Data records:
■ ■ ■
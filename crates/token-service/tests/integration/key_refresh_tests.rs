//! Signing key refresh while tokens are being issued and verified
//!
//! `TokenSigner::refresh` swaps the key atomically. Every token signed during
//! the swap must verify against exactly one of the two certificates, and its
//! `kid` must name the key that produced the signature.

use std::sync::atomic::{AtomicBool, Ordering};
use std::sync::Arc;
use std::time::Duration;
use token_service::{
    Audience, CertificateStore, ClaimDefaults, Config, SignerError, TokenSigner, TokenVerifier,
};
use token_test_utils::{init_test_tracing, test_config_vars, TestIdentity, TEST_AUDIENCE, TEST_ISSUER};

fn defaults() -> ClaimDefaults {
    ClaimDefaults {
        issuer: TEST_ISSUER.to_string(),
        audience: Audience::Single(TEST_AUDIENCE.to_string()),
        expiration_minutes: 10,
        version: "1.0".to_string(),
    }
}

fn verifier_for(identity: &TestIdentity) -> TokenVerifier {
    let store = CertificateStore::from_certificates(vec![identity.certificate()]);
    TokenVerifier::new(Arc::new(store), Duration::from_secs(60))
}

fn kid(token: &str) -> String {
    use base64::{engine::general_purpose::URL_SAFE_NO_PAD, Engine};
    let header = token.split('.').next().unwrap_or_default();
    let bytes = URL_SAFE_NO_PAD.decode(header).unwrap_or_default();
    let value: serde_json::Value = serde_json::from_slice(&bytes).unwrap_or_default();
    value["kid"].as_str().unwrap_or_default().to_string()
}

#[test]
fn test_tokens_issued_before_refresh_still_verify() -> Result<(), anyhow::Error> {
    init_test_tracing();
    let old = TestIdentity::generate("key-a")?;
    let new = TestIdentity::generate("key-b")?;
    let signer = TokenSigner::new(old.signing_key(), defaults());

    let before = signer.sign(&signer.default_claims())?;
    signer.refresh(new.signing_key());
    let after = signer.sign(&signer.default_claims())?;

    let store = CertificateStore::from_certificates(vec![old.certificate(), new.certificate()]);
    let verifier = TokenVerifier::new(Arc::new(store), Duration::from_secs(60));

    assert!(verifier.verify(&before).is_ok());
    assert!(verifier.verify(&after).is_ok());
    assert_eq!(kid(&before), "key-a");
    assert_eq!(kid(&after), "key-b");

    Ok(())
}

#[test]
fn test_concurrent_signing_during_refresh() -> Result<(), anyhow::Error> {
    init_test_tracing();
    let key_a = TestIdentity::generate("key-a")?;
    let key_b = TestIdentity::generate("key-b")?;
    let verify_a = verifier_for(&key_a);
    let verify_b = verifier_for(&key_b);

    let signer = TokenSigner::new(key_a.signing_key(), defaults());
    let done = AtomicBool::new(false);

    let tokens: Vec<String> = std::thread::scope(|s| {
        let rotator = s.spawn(|| {
            for round in 0..50 {
                let next = if round % 2 == 0 { &key_b } else { &key_a };
                signer.refresh(next.signing_key());
                std::thread::yield_now();
            }
            done.store(true, Ordering::SeqCst);
        });

        let workers: Vec<_> = (0..4)
            .map(|_| {
                s.spawn(|| {
                    let mut issued = Vec::new();
                    while !done.load(Ordering::SeqCst) || issued.len() < 10 {
                        issued.push(signer.sign(&signer.default_claims())?);
                    }
                    Ok::<_, SignerError>(issued)
                })
            })
            .collect();

        let _ = rotator.join();
        workers
            .into_iter()
            .filter_map(|w| w.join().ok())
            .collect::<Result<Vec<_>, _>>()
            .map(|batches| batches.into_iter().flatten().collect())
    })?;

    assert!(tokens.len() >= 40);
    for token in &tokens {
        let by_a = verify_a.verify(token).is_ok();
        let by_b = verify_b.verify(token).is_ok();
        assert!(by_a ^ by_b, "token must verify under exactly one key");

        let expected_kid = if by_a { "key-a" } else { "key-b" };
        assert_eq!(kid(token), expected_kid, "kid must match the signing key");
    }

    Ok(())
}

#[test]
fn test_concurrent_verification_shares_store() -> Result<(), anyhow::Error> {
    init_test_tracing();
    let identity = TestIdentity::generate("primary")?;
    let verifier = verifier_for(&identity);
    let signer = TokenSigner::new(identity.signing_key(), defaults());
    let token = signer.sign(&signer.default_claims())?;

    std::thread::scope(|s| {
        for _ in 0..8 {
            let verifier = verifier.clone();
            let token = &token;
            s.spawn(move || {
                for _ in 0..25 {
                    assert!(verifier.verify(token).is_ok());
                }
            });
        }
    });

    Ok(())
}

#[test]
fn test_reload_failure_keeps_current_key() -> Result<(), anyhow::Error> {
    init_test_tracing();
    let dir = tempfile::tempdir()?;
    let current = TestIdentity::generate("current")?;
    let signer = TokenSigner::new(current.signing_key(), defaults());

    let mut vars = test_config_vars();
    vars.insert(
        "TOKEN_KEYSTORE_PATH".to_string(),
        dir.path().join("absent.json").display().to_string(),
    );
    vars.insert("TOKEN_KEYSTORE_PASSPHRASE".to_string(), "password".to_string());
    let config = Config::from_vars(&vars)?;

    assert!(signer.reload(&config).is_err());
    assert_eq!(signer.key_id(), "current");

    let token = signer.sign(&signer.default_claims())?;
    assert!(verifier_for(&current).verify(&token).is_ok());

    Ok(())
}

#[test]
fn test_reload_swaps_in_keystore_key() -> Result<(), anyhow::Error> {
    init_test_tracing();
    let dir = tempfile::tempdir()?;
    let current = TestIdentity::generate("current")?;
    let next = TestIdentity::generate("next")?;
    let keystore = next.write_keystore(dir.path());
    let signer = TokenSigner::new(current.signing_key(), defaults());

    let mut vars = test_config_vars();
    vars.insert(
        "TOKEN_KEYSTORE_PATH".to_string(),
        keystore.display().to_string(),
    );
    vars.insert(
        "TOKEN_KEYSTORE_PASSPHRASE".to_string(),
        token_test_utils::TEST_PASSPHRASE.to_string(),
    );
    vars.insert("TOKEN_KEY_ALIAS".to_string(), "next".to_string());
    let config = Config::from_vars(&vars)?;

    signer.reload(&config)?;
    assert_eq!(signer.key_id(), "next");

    let token = signer.sign(&signer.default_claims())?;
    assert!(verifier_for(&next).verify(&token).is_ok());

    Ok(())
}
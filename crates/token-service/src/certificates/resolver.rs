use super::TrustedCertificate;
use jsonwebtoken::DecodingKey;
use thiserror::Error;

/// Dotted OID of Ed25519 subject public keys (RFC 8410).
pub const ED25519_OID: &str = "1.3.101.112";

const ED25519_PUBLIC_KEY_LEN: usize = 32;

#[derive(Debug, Error, Clone, PartialEq, Eq)]
pub enum KeyResolutionError {
    #[error("Unsupported key algorithm: {0}")]
    UnsupportedKeyAlgorithm(String),

    #[error("Invalid Ed25519 public key length: {0}")]
    InvalidKeyLength(usize),
}

/// Derive the verification key from a certificate's subject public key.
///
/// Only the certificate is consulted, never a `kid` or thumbprint carried by
/// the token.
pub fn resolve_key(certificate: &TrustedCertificate) -> Result<DecodingKey, KeyResolutionError> {
    if certificate.key_algorithm() != ED25519_OID {
        return Err(KeyResolutionError::UnsupportedKeyAlgorithm(
            certificate.key_algorithm().to_string(),
        ));
    }

    let public_key = certificate.public_key();
    if public_key.len() != ED25519_PUBLIC_KEY_LEN {
        return Err(KeyResolutionError::InvalidKeyLength(public_key.len()));
    }

    Ok(DecodingKey::from_ed_der(public_key))
}
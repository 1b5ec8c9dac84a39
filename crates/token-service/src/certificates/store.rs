use super::{CertificateLoadError, TrustedCertificate};
use crate::observability::metrics;
use std::path::Path;
use tracing::{error, info, instrument, warn};

/// Trusted certificates in trial order.
///
/// Built once at startup and never mutated; share it behind an `Arc`.
#[derive(Debug, Default)]
pub struct CertificateStore {
    certificates: Vec<TrustedCertificate>,
    failures: Vec<CertificateLoadError>,
}

impl CertificateStore {
    /// Load every configured certificate file.
    ///
    /// A path that fails to load is recorded in [`CertificateStore::failures`]
    /// and skipped; the rest keep their configured order. An empty result is
    /// logged at error level, since the verifier will reject every token.
    #[instrument(skip_all, fields(configured = paths.len()))]
    pub fn load<P: AsRef<Path>>(paths: &[P]) -> Self {
        let mut certificates = Vec::with_capacity(paths.len());
        let mut failures = Vec::new();

        for path in paths {
            let path = path.as_ref();
            match TrustedCertificate::from_file(path) {
                Ok(certificate) => {
                    info!(
                        target: "token.certificates",
                        path = %path.display(),
                        subject = %certificate.subject(),
                        serial = %certificate.serial(),
                        "Loaded trusted certificate"
                    );
                    certificates.push(certificate);
                }
                Err(error) => {
                    warn!(
                        target: "token.certificates",
                        path = %path.display(),
                        reason = error.reason(),
                        error = %error,
                        "Skipping trusted certificate"
                    );
                    metrics::record_certificate_load_failure(error.reason());
                    failures.push(error);
                }
            }
        }

        if certificates.is_empty() {
            error!(
                target: "token.certificates",
                failed = failures.len(),
                "No trusted certificates loaded; all tokens will be rejected"
            );
        }
        metrics::set_trusted_certificates(certificates.len());

        Self {
            certificates,
            failures,
        }
    }

    /// Build a store from already-parsed certificates, in trial order.
    pub fn from_certificates(certificates: Vec<TrustedCertificate>) -> Self {
        Self {
            certificates,
            failures: Vec::new(),
        }
    }

    pub fn certificates(&self) -> &[TrustedCertificate] {
        &self.certificates
    }

    /// Why each skipped path failed in [`CertificateStore::load`]. The path
    /// is available through [`CertificateLoadError::path`].
    pub fn failures(&self) -> &[CertificateLoadError] {
        &self.failures
    }

    pub fn len(&self) -> usize {
        self.certificates.len()
    }

    pub fn is_empty(&self) -> bool {
        self.certificates.is_empty()
    }

    pub fn iter(&self) -> impl Iterator<Item = &TrustedCertificate> {
        self.certificates.iter()
    }
}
■ ■ ■
TASK TO COMPLETE:
Across all the records, find the lines containing the word "must" and reproduce each one.

YOUR RESPONSE:
//! the swap must verify against exactly one of the two certificates, and its
//! `kid` must name the key that produced the signature.
        assert!(by_a ^ by_b, "token must verify under exactly one key");
        assert_eq!(kid(token), expected_kid, "kid must match the signing key");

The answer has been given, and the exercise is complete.